Turning to a consideration of marble block and niche, Michael Cole presented a formal, contextual, and theoretical analysis of Francesco Mochi’s works, showing how they encapsulated new attitudes to sculpture in the late cinquecento. (Cole’s arguments are presented in greater depth in his essay “Francesco Mochi: Stone and Scale” in Colantuono and Ostrow, as above.) Focusing on Mochi’s Saint Martha (begun 1609) in the Barberini Chapel of Sant’Andrea della Valle and the Veronica (1629–32) in St. Peter’s, Cole noted that both figures fill their niches, but are composed in bent-over poses. In these figures and in contemporary writings, he locates the visual topos of the figure that would grow even larger if it stood upright—a strategy used earlier by Giambologna and Vincenzo Danti. Thus, although Mochi’s works were carved from blocks the same size as those of rival sculptors, his figures out-scaled those of his competitors, including Gian Lorenzo Bernini at St. Peter’s. Cole further considered changing cinquecento attitudes toward the colossal monolith, observing that the monolithic marble figure that had been a potent demonstration of skill for Michelangelo fell from favor later in the century. One reason Cole proposed for this shift was an interest in stucco figural sculpture, which was cheaper and faster to make and which accompanied the separation of modeler and carver. Another reason was the discovery of ancient works observed to have been created in pieces, such as the Laocöon and the Farnese Bull.

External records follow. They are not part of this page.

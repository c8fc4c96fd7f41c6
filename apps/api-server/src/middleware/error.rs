//! Error handling - RFC 7807 responses for HTTP, coded errors for GraphQL.

use actix_web::{HttpResponse, ResponseError, http::StatusCode};
use async_graphql::ErrorExtensions;
use scribe_core::error::DomainError;
use scribe_core::ports::AuthError;
use scribe_shared::{ErrorCode, ErrorResponse};

/// Application-level error type.
#[derive(Debug, thiserror::Error)]
pub enum AppError {
    #[error("{0}")]
    NotFound(String),

    #[error("{0}")]
    BadRequest(String),

    #[error("{0}")]
    Unauthenticated(String),

    #[error("{0}")]
    Forbidden(String),

    #[error("{0}")]
    Conflict(String),

    #[error("Internal server error")]
    Internal(String),
}

impl AppError {
    pub fn code(&self) -> ErrorCode {
        match self {
            AppError::NotFound(_) => ErrorCode::NotFound,
            AppError::BadRequest(_) => ErrorCode::BadUserInput,
            AppError::Unauthenticated(_) => ErrorCode::Unauthenticated,
            AppError::Forbidden(_) => ErrorCode::Forbidden,
            AppError::Conflict(_) => ErrorCode::Conflict,
            AppError::Internal(_) => ErrorCode::Internal,
        }
    }

    /// GraphQL error carrying `extensions.code`.
    pub fn into_graphql(self) -> async_graphql::Error {
        if let AppError::Internal(detail) = &self {
            tracing::error!("Internal error: {}", detail);
        }
        let code = self.code();
        async_graphql::Error::new(self.to_string()).extend_with(|_, e| e.set("code", code.as_str()))
    }
}

impl ResponseError for AppError {
    fn status_code(&self) -> StatusCode {
        StatusCode::from_u16(self.code().status()).unwrap_or(StatusCode::INTERNAL_SERVER_ERROR)
    }

    fn error_response(&self) -> HttpResponse {
        let error = match self {
            AppError::NotFound(detail) => ErrorResponse::not_found(detail),
            AppError::BadRequest(detail) => ErrorResponse::bad_request(detail),
            AppError::Unauthenticated(detail) => ErrorResponse::unauthorized().with_detail(detail),
            AppError::Forbidden(detail) => ErrorResponse::forbidden(detail),
            AppError::Conflict(detail) => ErrorResponse::conflict(detail),
            AppError::Internal(detail) => {
                tracing::error!("Internal error: {}", detail);
                ErrorResponse::internal_error()
            }
        };

        HttpResponse::build(self.status_code()).json(error)
    }
}

impl From<DomainError> for AppError {
    fn from(err: DomainError) -> Self {
        match err {
            DomainError::NotFound { .. } => AppError::NotFound(err.to_string()),
            DomainError::Forbidden(msg) => AppError::Forbidden(msg),
            DomainError::Validation(msg) => AppError::BadRequest(msg),
            DomainError::Duplicate(msg) => AppError::Conflict(msg),
            DomainError::Internal(msg) => AppError::Internal(msg),
        }
    }
}

impl From<AuthError> for AppError {
    fn from(err: AuthError) -> Self {
        match err {
            AuthError::TokenExpired => AppError::Unauthenticated(
                "Your authentication token has expired. Please login again.".to_string(),
            ),
            AuthError::MissingAuth => AppError::Unauthenticated(
                "Please provide a valid Bearer token in the Authorization header.".to_string(),
            ),
            AuthError::InvalidToken(_) => AppError::Unauthenticated(err.to_string()),
        }
    }
}

/// Convert service results into GraphQL results.
pub trait GraphqlResultExt<T> {
    fn gql(self) -> async_graphql::Result<T>;
}

impl<T, E: Into<AppError>> GraphqlResultExt<T> for Result<T, E> {
    fn gql(self) -> async_graphql::Result<T> {
        self.map_err(|e| e.into().into_graphql())
    }
}

/// Result type alias for handlers.
pub type AppResult<T> = Result<T, AppError>;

The challenge of the monolith was once again a proving ground for the final speaker, Richard Erdman, a Burlington-based sculptor, who presented an epilogue to the day’s historical talks, discussing his 1985 sculpture Passage as the largest work ever created from a single block. He described the quarrying, carving, and transport of this sixteen-by-twenty-five-foot monolith from the quarries of Tivoli, Italy, to the Donald M. Kendall Sculpture Gardens in Westchester, New York, highlighting the tools and techniques used, both traditional and modern, and vividly illustrating many of the practical issues that historians had pieced together for earlier works.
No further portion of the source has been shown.